I recently found some interesting meta-sedimentary rocks in a nearby stream that runs through my property, which contain a healthy mixture of metal chunks and veins. Some of the stones have chunks of metal large enough that a few small dull yellow/black metallic "domes" are present on rounded surfaces (seemingly from malleable metal rolling down the stream bed).

I got excited and picked up a small bottle (about 10mL). of HNO3 + HCl solution from a friend who had an 18K gold testing kit. I know the solution is supposed to go bad over time, but this mixture seems to be pretty stable...no apparent pressure in the bottle, and it's never been opened it since he bought it (a few months back). Furthermore, the acid is very effective at dissolving pretty much everything but the quartzite and other silicates from the multicored rock (about 70% Silicate 30% Metal).

For what it's worth, I did some scratch testing and such before crushing/dissolving, and there seemed to be just as much
brittle iron ore and pyrite as there was malleable metal in the diverse rock...including small amounts of copper and lead

Last night, I carefully contained and partially crushed the rock, and dissolved about 0.2kg in all 10ml of acid in a 6" wide pyrex dish.
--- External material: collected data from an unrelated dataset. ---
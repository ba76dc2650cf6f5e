use actix_web::{web, HttpRequest, HttpResponse};
use serde_json::json;

use crate::errors::AppError;
use crate::AppState;

pub const SIGNATURE_HEADER: &str = "stripe-signature";

/// POST /webhook
///
/// Receives signed event deliveries from the payment processor. The body
/// must be the exact bytes that were signed, so it is taken raw.
#[utoipa::path(
    post,
    path = "/webhook",
    request_body(
        content = String,
        description = "Raw signed event payload",
        content_type = "application/json"
    ),
    params(
        ("Stripe-Signature" = String, Header, description = "t=<unix>,v1=<hex hmac>"),
    ),
    responses(
        (status = 200, description = "Event acknowledged"),
        (status = 400, description = "Signature verification failed or malformed event"),
    ),
    tag = "webhooks"
)]
pub async fn stripe_webhook(
    state: web::Data<AppState>,
    req: HttpRequest,
    body: web::Bytes,
) -> Result<HttpResponse, AppError> {
    let signature = req
        .headers()
        .get(SIGNATURE_HEADER)
        .and_then(|v| v.to_str().ok())
        .ok_or_else(|| AppError::Webhook("missing Stripe-Signature header".to_string()))?;

    state.reconciler.handle_event(&body, signature).await?;

    Ok(HttpResponse::Ok().json(json!({ "received": true })))
}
I left it overnight on a warm ceramic tile near my wood stove air intake, and added some water this morning. I came home from work this evening, and I now have a relatively thick faintly brown/yellow solution, which contains:

- Countless small golden flakes/plates
- A pile of rusty orange "mud" covering the bottom of the dish
- A few crusty black chunks that I can crush by carefully prodding (which then dissolve almost instantly)
- 5 ~2-3mm diameter heavy black metallic chunks, which seem to be pretty solid and not malleable.

I then removed all the leftover fragments of quartzite, sand, and mica with tweezers. What was interesting to me is that there were many more golden flakes in the dish this mornig than when I set it down last night...and when I added a drop of water this eve (with a few crystals of Baking Soda dissolved in it), a couple more tiny flakes seemed to precipitate out of the solution.

Fear not, no need for the safety lecture here  ... I am a degreed and enthusiastic scientist, not in chemistry, but I've aced (and enjoyed!) enough chemistry classes/labs in college to understand the basic reaction processes and safety precautions when dealing with caustic liquids and dangerous fumes.

I just want some advice on what steps to take next....

1) How should I refine/purify any metals (particularly gold) that may be present both in both flakes/plates and within the solution?

2) What material should I use to filter the flakes? I fear the solution will disintegrate a coffee filter, and I don't want to make a mess. The acid doesn't seem to bother plastic much, but not sure where to get a plastic filter...and I don't want to neutralize the acid until after filtering out the flakes, which have an impressive luster!

3) Once filtered, Is there anything "household" that I can use to carefully adjust PH and precipitate any aqueous gold that may be present? I do not want to spend any money on chemicals/supplies until I know _for sure_ that the material is of at least some value.

Just trying to get some purified specimens so that I can identify the content of any valuable metals present in the rock. Any advice would be much appreciated! Thank you.

Thanks

BC


----------



## goldsilverpro (Nov 4, 2010)

Keep mining questions in the mining category. This is a scrap forum, not a mining forum.


----------



## Lino1406 (Nov 5, 2010)

Not clear how 0.2kg got into 10ml?


----------



## butcher (Nov 5, 2010)

Ore treating with acids, without pretreatment would not yield much if any results.

If I had some ore and I wanted to know if they contained values:
Crush and classify, concentrated by gravity, crush to fine powder, roast slowly at first then bring to red, in air > 900 deg C if sulfides Iron added, now smelting with litharge and flux (depending on ore type oxidizing or reducing), to get lead button containing values, then this is cupel this to rid lead, smash and part button, now the metals can be determined, with acids.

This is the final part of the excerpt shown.